Research output: Contribution to journal › Article › peer-review

4 Scopus citations

Abstract

This analysis represents the longest-term follow-up for patients with acute myeloid leukemia (AML) treated with 400 mg of venetoclax plus azacitidine or decitabine. Adults with newly diagnosed AML ineligible for intensive chemotherapy were enrolled in an open-label, non-randomized, multicenter phase 1b trial of venetoclax with azacitidine (AZA; 75 mg/m²; days 1-7) or decitabine (DEC; 20 mg/m²; days 1-5).

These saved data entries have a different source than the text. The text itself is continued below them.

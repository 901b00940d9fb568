//! Lazy, single-pass decoding of an archive into its roots and blocks.

use std::{io::Read, iter::FusedIterator};

use crate::{
    Block, CarError, Header, Link,
    block::{DEFAULT_MAX_BLOCK_SIZE, read_frame},
    header::DEFAULT_MAX_HEADER_SIZE,
};

/// Limits applied while decoding untrusted archives.
///
/// Declared lengths above a limit fail with [`CarError::SectionTooLarge`]
/// before anything is allocated for them.
#[derive(Debug, Clone, Copy, PartialEq, Eq)]
pub struct DecodeOptions {
    max_header_size: u64,
    max_block_size: u64,
}

impl Default for DecodeOptions {
    fn default() -> Self {
        DecodeOptions {
            max_header_size: DEFAULT_MAX_HEADER_SIZE,
            max_block_size: DEFAULT_MAX_BLOCK_SIZE,
        }
    }
}

impl DecodeOptions {
    /// Options with the default limits.
    pub fn new() -> Self {
        Self::default()
    }

    /// Sets the largest header length that will be accepted.
    pub fn max_header_size(mut self, max_header_size: u64) -> Self {
        self.max_header_size = max_header_size;
        self
    }

    /// Sets the largest frame length that will be accepted.
    pub fn max_block_size(mut self, max_block_size: u64) -> Self {
        self.max_block_size = max_block_size;
        self
    }

    /// Decodes the header of `reader` and returns its roots together with a
    /// lazy iterator over the blocks that follow.
    ///
    /// Offsets reported by the blocks count from the position `reader` was
    /// at when this was called.
    pub fn decode<R>(&self, mut reader: R) -> Result<(Vec<Link>, Blocks<R>), CarError>
    where
        R: Read,
    {
        let (header, position) = Header::read(&mut reader, self.max_header_size)?;

        tracing::debug!(
            roots = header.roots().len(),
            length = position,
            "Decoded archive header"
        );

        let roots = header.roots().to_vec();
        let blocks = Blocks {
            reader,
            header,
            position,
            max_block_size: self.max_block_size,
            status: Status::Reading,
        };

        Ok((roots, blocks))
    }
}

/// Decodes an archive with the default [`DecodeOptions`].
pub fn decode<R>(reader: R) -> Result<(Vec<Link>, Blocks<R>), CarError>
where
    R: Read,
{
    DecodeOptions::default().decode(reader)
}

/// Where a [`Blocks`] iterator is in its life.
#[derive(Debug, Clone, Copy, PartialEq, Eq)]
pub enum Status {
    /// More frames may follow.
    Reading,
    /// The stream ended cleanly on a frame boundary.
    Complete,
    /// A frame failed to decode; the error was the last item yielded.
    Failed,
}

/// A forward-only, single-pass iterator over the blocks of an archive.
///
/// Each item is either a decoded [`Block`] or the error that ended
/// iteration. After an error (or a clean end) the iterator yields nothing
/// more; [`Blocks::status`] tells the two endings apart. Blocks yielded
/// before an error remain valid.
#[derive(Debug)]
pub struct Blocks<R> {
    reader: R,
    header: Header,
    position: u64,
    max_block_size: u64,
    status: Status,
}

impl<R> Blocks<R> {
    /// The archive header.
    pub fn header(&self) -> &Header {
        &self.header
    }

    /// The archive roots.
    pub fn roots(&self) -> &[Link] {
        self.header.roots()
    }

    /// Number of bytes consumed from the stream so far.
    pub fn position(&self) -> u64 {
        self.position
    }

    /// Whether iteration is still going, ended cleanly or failed.
    pub fn status(&self) -> Status {
        self.status
    }

    /// Gives back the underlying reader, positioned after the last frame
    /// read.
    pub fn into_inner(self) -> R {
        self.reader
    }
}

impl<R> Iterator for Blocks<R>
where
    R: Read,
{
    type Item = Result<Block, CarError>;

    fn next(&mut self) -> Option<Self::Item> {
        if self.status != Status::Reading {
            return None;
        }

        match read_frame(&mut self.reader, self.position, self.max_block_size) {
            Ok(Some((block, consumed))) => {
                tracing::trace!(
                    link = %block.link(),
                    offset = block.offset(),
                    length = block.length(),
                    "Decoded block"
                );
                self.position += consumed;
                Some(Ok(block))
            }
            Ok(None) => {
                tracing::debug!(length = self.position, "Reached end of archive");
                self.status = Status::Complete;
                None
            }
            Err(error) => {
                tracing::warn!(offset = self.position, %error, "Archive decoding failed");
                self.status = Status::Failed;
                Some(Err(error))
            }
        }
    }
}

impl<R> FusedIterator for Blocks<R> where R: Read {}
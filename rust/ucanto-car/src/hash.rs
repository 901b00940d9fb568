//! Injectable multihash capability.
//!
//! The codec never hashes anything on its own. Callers that want to check a
//! block against its link (or compute a link for new bytes) hand a
//! [`Hashers`] registry to [`Link::verify`](crate::Link::verify) or
//! [`Prefix::sum`](crate::Prefix::sum).

use std::{collections::BTreeMap, fmt::Debug, sync::Arc};

use sha2::{Digest, Sha256, Sha512};

use crate::CarError;

/// Multihash code of the identity "hash" (digest is the input itself).
pub const IDENTITY: u64 = 0x00;
/// Multihash code of SHA2-256.
pub const SHA2_256: u64 = 0x12;
/// Multihash code of SHA2-512.
pub const SHA2_512: u64 = 0x13;
/// Multihash code of BLAKE3.
pub const BLAKE3: u64 = 0x1e;

/// A hash function addressed by its multihash code.
pub trait Multihasher: Send + Sync {
    /// The multihash code this hasher answers to.
    fn code(&self) -> u64;

    /// Computes the full-length digest of `bytes`.
    fn digest(&self, bytes: &[u8]) -> Vec<u8>;
}

/// The identity multihash.
#[derive(Debug, Clone, Copy, Default)]
pub struct Identity;

impl Multihasher for Identity {
    fn code(&self) -> u64 {
        IDENTITY
    }

    fn digest(&self, bytes: &[u8]) -> Vec<u8> {
        bytes.to_vec()
    }
}

/// SHA2-256.
#[derive(Debug, Clone, Copy, Default)]
pub struct Sha2_256;

impl Multihasher for Sha2_256 {
    fn code(&self) -> u64 {
        SHA2_256
    }

    fn digest(&self, bytes: &[u8]) -> Vec<u8> {
        Sha256::digest(bytes).to_vec()
    }
}

/// SHA2-512.
#[derive(Debug, Clone, Copy, Default)]
pub struct Sha2_512;

impl Multihasher for Sha2_512 {
    fn code(&self) -> u64 {
        SHA2_512
    }

    fn digest(&self, bytes: &[u8]) -> Vec<u8> {
        Sha512::digest(bytes).to_vec()
    }
}

/// BLAKE3 with its default 32-byte output.
#[derive(Debug, Clone, Copy, Default)]
pub struct Blake3;

impl Multihasher for Blake3 {
    fn code(&self) -> u64 {
        BLAKE3
    }

    fn digest(&self, bytes: &[u8]) -> Vec<u8> {
        blake3::hash(bytes).as_bytes().to_vec()
    }
}

/// A registry of [`Multihasher`]s keyed by multihash code.
///
/// [`Hashers::default`] knows identity, SHA2-256, SHA2-512 and BLAKE3.
/// Additional algorithms are added with [`Hashers::register`] without
/// touching the codec.
#[derive(Clone)]
pub struct Hashers {
    hashers: BTreeMap<u64, Arc<dyn Multihasher>>,
}

impl Hashers {
    /// A registry with no hashers at all.
    pub fn empty() -> Self {
        Self {
            hashers: BTreeMap::new(),
        }
    }

    /// Adds (or replaces) the hasher for `hasher.code()`.
    pub fn register<H>(&mut self, hasher: H) -> &mut Self
    where
        H: Multihasher + 'static,
    {
        self.hashers.insert(hasher.code(), Arc::new(hasher));
        self
    }

    /// Builder form of [`Hashers::register`].
    pub fn with<H>(mut self, hasher: H) -> Self
    where
        H: Multihasher + 'static,
    {
        self.register(hasher);
        self
    }

    /// Looks up the hasher for a multihash code.
    pub fn get(&self, code: u64) -> Option<&dyn Multihasher> {
        self.hashers.get(&code).map(|hasher| hasher.as_ref())
    }

    /// Whether a hasher is registered for `code`.
    pub fn supports(&self, code: u64) -> bool {
        self.hashers.contains_key(&code)
    }

    /// Computes the full-length digest of `bytes` under `code`.
    ///
    /// Fails with [`CarError::UnsupportedHashAlgorithm`] when no hasher is
    /// registered for `code`.
    pub fn digest(&self, code: u64, bytes: &[u8]) -> Result<Vec<u8>, CarError> {
        self.get(code)
            .map(|hasher| hasher.digest(bytes))
            .ok_or(CarError::UnsupportedHashAlgorithm(code))
    }
}

impl Default for Hashers {
    fn default() -> Self {
        Self::empty()
            .with(Identity)
            .with(Sha2_256)
            .with(Sha2_512)
            .with(Blake3)
    }
}

impl Debug for Hashers {
    fn fmt(&self, f: &mut std::fmt::Formatter<'_>) -> std::fmt::Result {
        f.debug_set()
            .entries(self.hashers.keys().map(|code| format!("{code:#x}")))
            .finish()
    }
}
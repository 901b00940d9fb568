//! Data model for the values that travel inside UCAN archives.
//!
//! The archive codec in [`ucanto_car`] moves opaque bytes. This crate gives
//! those bytes meaning on either side of it:
//!
//! - [`Outcome`] is the two-armed result of an invocation (`{ok}` or
//!   `{error}`), with [`Failure`] as the conventional error arm.
//! - [`Transaction`] pairs an outcome with the [`Effects`] (forked and
//!   joined tasks) a receipt reports.
//! - [`Capability`] and [`Payload`] describe what a token grants.
//!
//! Every type here serializes with `serde`, and [`Payload::to_block`] turns
//! a payload into a DAG-CBOR block ready to be written into an archive.

mod error;
pub use error::*;

pub mod result;
pub use result::Outcome;

pub mod failure;
pub use failure::{AsFailure, Failure, failure};

pub mod transaction;
pub use transaction::{Effects, Transaction};

pub mod capability;
pub use capability::{Ability, Capability, Resource};

pub mod payload;
pub use payload::Payload;

pub use ucanto_car::Link;
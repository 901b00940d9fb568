//! Unsigned LEB128 varints, as used for every length prefix and link
//! component in an archive.
//!
//! Reading is strict: an encoding is accepted only if it is the single
//! minimal encoding of its value, so that anything decoded here re-encodes
//! to the same bytes.

use std::io::{self, Read, Write};

use crate::{CarError, VarintError};

/// Maximum number of bytes in the encoding of a `u64`.
pub const MAX_VARINT_LENGTH: usize = 10;

/// Number of bytes in the minimal encoding of `value`.
pub const fn varint_len(value: u64) -> usize {
    let bits = 64 - value.leading_zeros() as usize;
    if bits == 0 { 1 } else { bits.div_ceil(7) }
}

/// Reads one varint, returning the value and the number of bytes consumed.
///
/// At most [`MAX_VARINT_LENGTH`] bytes are read. Fails with
/// [`CarError::MalformedVarint`] if the input ends before the final group,
/// if the value overflows 64 bits, or if the encoding is not minimal. Other
/// I/O failures are returned as [`CarError::Io`].
pub fn read_varint<R>(reader: &mut R) -> Result<(u64, usize), CarError>
where
    R: Read + ?Sized,
{
    let mut bounded = Bounded {
        reader,
        count: 0,
        exhausted: false,
    };

    let value = match leb128::read::unsigned(&mut bounded) {
        Ok(value) => value,
        // Running past the last group a u64 can have is an overflow, even
        // if the input would have ended right after.
        Err(_) if bounded.exhausted => return Err(VarintError::Overflow.into()),
        Err(leb128::read::Error::Overflow) => return Err(VarintError::Overflow.into()),
        Err(leb128::read::Error::IoError(error))
            if error.kind() == io::ErrorKind::UnexpectedEof =>
        {
            return Err(VarintError::UnexpectedEnd.into());
        }
        Err(leb128::read::Error::IoError(error)) => return Err(CarError::Io(error)),
    };

    if bounded.count != varint_len(value) {
        return Err(VarintError::NotMinimal.into());
    }

    Ok((value, bounded.count))
}

/// Returns the minimal encoding of `value`.
pub fn write_varint(value: u64) -> Vec<u8> {
    let mut bytes = Vec::with_capacity(varint_len(value));
    match leb128::write::unsigned(&mut bytes, value) {
        Ok(_) => bytes,
        Err(_) => Vec::new(),
    }
}

/// Writes the minimal encoding of `value`, returning the number of bytes
/// written.
pub fn write_varint_to<W>(writer: &mut W, value: u64) -> io::Result<usize>
where
    W: Write + ?Sized,
{
    leb128::write::unsigned(writer, value)
}

/// Counts what passes through and refuses to read beyond
/// [`MAX_VARINT_LENGTH`] bytes.
struct Bounded<'a, R: ?Sized> {
    reader: &'a mut R,
    count: usize,
    exhausted: bool,
}

impl<R: Read + ?Sized> Read for Bounded<'_, R> {
    fn read(&mut self, buf: &mut [u8]) -> io::Result<usize> {
        let remaining = MAX_VARINT_LENGTH - self.count;
        if remaining == 0 && !buf.is_empty() {
            self.exhausted = true;
            return Err(io::Error::other("varint longer than 10 bytes"));
        }

        let limit = buf.len().min(remaining);
        let read = self.reader.read(&mut buf[..limit])?;
        self.count += read;
        Ok(read)
    }
}
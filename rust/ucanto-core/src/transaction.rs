//! Results together with the follow-up tasks they spawned.

use serde::{Deserialize, Serialize};
use ucanto_car::Link;

use crate::Outcome;

/// Tasks an invocation produced besides its result.
///
/// `fork` tasks run concurrently with whatever comes next; the optional
/// `join` task is the continuation the result should be threaded into.
#[derive(Debug, Clone, Default, PartialEq, Eq, Hash, Serialize, Deserialize)]
pub struct Effects {
    #[serde(default)]
    pub fork: Vec<Link>,
    #[serde(default, skip_serializing_if = "Option::is_none")]
    pub join: Option<Link>,
}

impl Effects {
    pub fn new(fork: Vec<Link>, join: Option<Link>) -> Self {
        Effects { fork, join }
    }

    /// Getter for the forked tasks
    pub fn fork(&self) -> &[Link] {
        &self.fork
    }

    /// Getter for the join task
    pub fn join(&self) -> Option<&Link> {
        self.join.as_ref()
    }

    /// Whether no task was forked or joined.
    pub fn is_empty(&self) -> bool {
        self.fork.is_empty() && self.join.is_none()
    }

    /// Every task link: forks in order, then the join.
    pub fn links(&self) -> impl Iterator<Item = &Link> {
        self.fork.iter().chain(self.join.iter())
    }
}

/// The result of running an invocation, as a receipt reports it.
// Field order is the canonical DAG-CBOR key order.
#[derive(Debug, Clone, PartialEq, Eq, Serialize, Deserialize)]
pub struct Transaction<O, X> {
    #[serde(default)]
    fx: Effects,
    out: Outcome<O, X>,
}

impl<O, X> Transaction<O, X> {
    /// A transaction with no effects.
    pub fn new(out: Outcome<O, X>) -> Self {
        Transaction {
            fx: Effects::default(),
            out,
        }
    }

    pub fn with_effects(mut self, fx: Effects) -> Self {
        self.fx = fx;
        self
    }

    /// Getter for the outcome
    pub fn out(&self) -> &Outcome<O, X> {
        &self.out
    }

    /// Getter for the effects
    pub fn fx(&self) -> &Effects {
        &self.fx
    }

    pub fn into_parts(self) -> (Outcome<O, X>, Effects) {
        (self.out, self.fx)
    }
}

impl<O, X> From<Outcome<O, X>> for Transaction<O, X> {
    fn from(out: Outcome<O, X>) -> Self {
        Transaction::new(out)
    }
}

#[cfg(test)]
mod tests {
    use super::*;
    use crate::Failure;
    use pretty_assertions::assert_eq;
    use serde_json::json;
    use testresult::TestResult;
    use ucanto_car::{Hashers, Prefix, hash::SHA2_256, link::RAW};

    fn task(name: &[u8]) -> Result<Link, ucanto_car::CarError> {
        Prefix::v1(RAW, SHA2_256).sum(name, &Hashers::default())
    }

    #[test]
    fn it_starts_without_effects() {
        let transaction: Transaction<u8, Failure> = Transaction::new(Outcome::Ok(1));

        assert!(transaction.fx().is_empty());
        assert_eq!(transaction.out(), &Outcome::Ok(1));
    }

    #[test]
    fn it_lists_forks_before_the_join() -> TestResult {
        let (first, second, join) = (task(b"first")?, task(b"second")?, task(b"join")?);
        let transaction: Transaction<(), Failure> = Transaction::new(Outcome::Ok(()))
            .with_effects(Effects::new(vec![first, second], Some(join)));

        let (_, fx) = transaction.into_parts();
        assert!(!fx.is_empty());
        assert_eq!(fx.links().copied().collect::<Vec<_>>(), vec![first, second, join]);
        assert_eq!(fx.join(), Some(&join));
        Ok(())
    }

    #[test]
    fn it_serializes_result_and_effects() -> TestResult {
        let transaction: Transaction<String, Failure> =
            Transaction::from(Outcome::Error(Failure::new("denied")));

        assert_eq!(
            serde_json::to_value(&transaction)?,
            json!({ "fx": { "fork": [] }, "out": { "error": { "message": "denied" } } })
        );
        Ok(())
    }

    #[test]
    fn it_round_trips_effect_links_through_dag_cbor() -> TestResult {
        let fx = Effects::new(vec![task(b"fork")?], Some(task(b"join")?));
        let transaction: Transaction<u64, Failure> =
            Transaction::new(Outcome::Ok(7)).with_effects(fx);

        let bytes = serde_ipld_dagcbor::to_vec(&transaction)?;
        let decoded: Transaction<u64, Failure> = serde_ipld_dagcbor::from_slice(&bytes)?;

        assert_eq!(decoded, transaction);
        Ok(())
    }
}
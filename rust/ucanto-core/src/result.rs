//! The two-armed result of an invocation.

use serde::{Deserialize, Serialize};

/// Either a success value or an error value, never both.
///
/// Serializes as a single-key map, `{"ok": ..}` or `{"error": ..}`, which is
/// how results are carried inside receipts. Unlike [`Result`] this is plain
/// data: both arms are expected to be inspected, so there are no unwrapping
/// accessors.
#[derive(Debug, Clone, Copy, PartialEq, Eq, Hash, Serialize, Deserialize)]
#[serde(rename_all = "lowercase")]
pub enum Outcome<O, X> {
    /// The success arm
    Ok(O),
    /// The error arm
    Error(X),
}

impl<O, X> Outcome<O, X> {
    /// The success value, if this is one.
    pub fn ok(&self) -> Option<&O> {
        match self {
            Outcome::Ok(ok) => Some(ok),
            Outcome::Error(_) => None,
        }
    }

    /// The error value, if this is one.
    pub fn error(&self) -> Option<&X> {
        match self {
            Outcome::Ok(_) => None,
            Outcome::Error(error) => Some(error),
        }
    }

    pub fn is_ok(&self) -> bool {
        matches!(self, Outcome::Ok(_))
    }

    pub fn is_error(&self) -> bool {
        matches!(self, Outcome::Error(_))
    }

    /// Converts into a [`Result`] so `?` can be used on it.
    pub fn into_result(self) -> Result<O, X> {
        match self {
            Outcome::Ok(ok) => Ok(ok),
            Outcome::Error(error) => Err(error),
        }
    }

    /// Borrows both arms.
    pub fn as_ref(&self) -> Outcome<&O, &X> {
        match self {
            Outcome::Ok(ok) => Outcome::Ok(ok),
            Outcome::Error(error) => Outcome::Error(error),
        }
    }

    /// Maps the success arm, leaving an error untouched.
    pub fn map<T, F>(self, f: F) -> Outcome<T, X>
    where
        F: FnOnce(O) -> T,
    {
        match self {
            Outcome::Ok(ok) => Outcome::Ok(f(ok)),
            Outcome::Error(error) => Outcome::Error(error),
        }
    }

    /// Maps the error arm, leaving a success untouched.
    pub fn map_error<T, F>(self, f: F) -> Outcome<O, T>
    where
        F: FnOnce(X) -> T,
    {
        match self {
            Outcome::Ok(ok) => Outcome::Ok(ok),
            Outcome::Error(error) => Outcome::Error(f(error)),
        }
    }
}

impl<O, X> From<Result<O, X>> for Outcome<O, X> {
    fn from(result: Result<O, X>) -> Self {
        match result {
            Ok(ok) => Outcome::Ok(ok),
            Err(error) => Outcome::Error(error),
        }
    }
}

impl<O, X> From<Outcome<O, X>> for Result<O, X> {
    fn from(outcome: Outcome<O, X>) -> Self {
        outcome.into_result()
    }
}
//! Writing archives, incrementally or in one call.

use std::io::Write;

use crate::{
    AsBlock, CarError, Link, Span,
    block::write_frame,
    header::encode_header,
};

/// Writes an archive incrementally: the header on construction, then one
/// frame per [`Encoder::write_block`] call, in call order.
///
/// Nothing is hashed or verified; a block is framed with exactly the link
/// it is given. If the writer fails part way, whatever was written should
/// be discarded.
#[derive(Debug)]
pub struct Encoder<W> {
    writer: W,
    position: u64,
}

impl<W> Encoder<W>
where
    W: Write,
{
    /// Writes the header for `roots` (in the given order) and returns an
    /// encoder ready for blocks.
    pub fn new(mut writer: W, roots: &[Link]) -> Result<Self, CarError> {
        let header = encode_header(roots)?;
        writer.write_all(&header)?;

        tracing::debug!(
            roots = roots.len(),
            length = header.len(),
            "Wrote archive header"
        );

        Ok(Encoder {
            writer,
            position: header.len() as u64,
        })
    }

    /// Appends one frame, returning where its payload landed.
    pub fn write_block(&mut self, link: &Link, data: &[u8]) -> Result<Span, CarError> {
        let written = write_frame(&mut self.writer, link, data)?;
        let span = Span {
            offset: self.position + written - data.len() as u64,
            length: data.len() as u64,
        };
        self.position += written;

        tracing::trace!(
            %link,
            offset = span.offset,
            length = span.length,
            "Wrote block"
        );

        Ok(span)
    }

    /// Appends anything that can be framed.
    pub fn write<B>(&mut self, block: &B) -> Result<Span, CarError>
    where
        B: AsBlock + ?Sized,
    {
        self.write_block(block.link(), block.data())
    }

    /// Number of bytes written so far.
    pub fn position(&self) -> u64 {
        self.position
    }

    /// Flushes and returns the writer.
    pub fn finish(mut self) -> Result<W, CarError> {
        self.writer.flush()?;
        Ok(self.writer)
    }
}

/// Writes a complete archive: header for `roots`, then every block in
/// iteration order, with no padding or separators.
pub fn encode<W, I, B>(writer: W, roots: &[Link], blocks: I) -> Result<W, CarError>
where
    W: Write,
    I: IntoIterator<Item = B>,
    B: AsBlock,
{
    let mut encoder = Encoder::new(writer, roots)?;
    for block in blocks {
        encoder.write(&block)?;
    }
    encoder.finish()
}

/// Encodes a complete archive into memory.
pub fn to_vec<I, B>(roots: &[Link], blocks: I) -> Result<Vec<u8>, CarError>
where
    I: IntoIterator<Item = B>,
    B: AsBlock,
{
    encode(Vec::new(), roots, blocks)
}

Endpoints included safety, response rates (complete remission [CR], CR with incomplete blood count recovery [CRi]), response duration and overall survival (OS). The median follow-up time was 29 and 40 months for patients treated with venetoclax plus AZA and DEC combinations, respectively. Key Grade ≥ 3 AEs (AZA and DEC) were febrile neutropenia (39% and 65%), anemia (30% and 26%), thrombocytopenia (25% and 23%), and neutropenia (20% and 10%). The CR/CRi rate was 71% for venetoclax plus AZA and 74% for venetoclax plus DEC. The median duration of CR/CRi was 21.9 months and 15.0 months, and the median OS was 16.4 months and 16.2 months, for venetoclax plus AZA and DEC, respectively. These results support venetoclax plus hypomethylating agents as highly effective frontline AML therapies for patients unfit for intensive chemotherapy.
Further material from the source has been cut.